Magaela Bethune

Personal profile

About

Magaela C. Bethune, Ph.D. (she/hers) is an author, researcher, and assistant professor of African American Studies at Loyola Marymount University in Los Angeles, California. She received her Ph.D. in Community Research and Action from Vanderbilt University. Magaela earned a Bachelor of Arts degree in Biology, a minor in Africana Studies, and a Master of Public Administration degree from Georgia Southern University. Her research looks at adolescent media and technology use and its impact on socialization, behavior, health, and development at various intersections of race, gender, and sexuality.

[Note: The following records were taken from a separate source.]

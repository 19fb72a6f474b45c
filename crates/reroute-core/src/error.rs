use thiserror::Error;

/// Failure classes for one reconciliation pass.
///
/// `Config` and `Auth` abort the run before any mutation; `Transport` and
/// `Api` are fatal during the read phases but recoverable-by-skip inside the
/// per-counterparty creation loop; `Conflict` is handled at the call site by
/// re-fetching the existing entity.
#[derive(Debug, Error)]
pub enum LedgerError {
    #[error("configuration error: {0}")]
    Config(String),

    #[error("ledger service rejected credentials (HTTP {status})")]
    Auth { status: u16 },

    #[error("transport failure: {0}")]
    Transport(String),

    #[error("{what} {name:?} already exists")]
    Conflict { what: &'static str, name: String },

    #[error("ledger service error: {0}")]
    Api(String),
}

While at Vanderbilt, she collaborated on several research projects, including the Pathways to African American Success preventive intervention program with Vanderbilt’s Center for Research on Rural Families and Communities, which promotes parent-child communication to reduce sexual risk engagement in rural African American youth. In 2013, she joined the American Psychological Association – Black Entertainment (APA-BET) Research Collaborative to explore the health communication preferences among African American youth for receiving HIV/STI prevention and sexual health information. She also worked as the study coordinator in the Center for Health Services Research at the Vanderbilt University Medical Center, evaluating the usability of a web-delivered, medication adherence promotion intervention for type-2 diabetes patients. More recently she worked with Centerstone Research Institute and the Tennessee Department of Mental Health and Substance Abuse Services, to design and implement a community-based research project examining the barriers, challenges and strategies for Tennessee youth and young adults to navigate mental health in their communities. Another thread of her research examines racial and gender disparities within the Christian church.

Her teaching and research interests lie in the following areas: race & health; race, gender, & sexuality; Black studies; digital media & technology; health policy & policy studies; and social justice. As a social justice-oriented educator, she emphasizes cultivating, facilitating, and partaking in a co-teaching and learning community that is nurtured through knowledge exchange, reflexive praxis, and real-world applications. With Dr. Venus Evans-Winters, she co-authored an edited volume, entitled (Re)Teaching Trayvon: Education for Racial Justice and Human Freedom.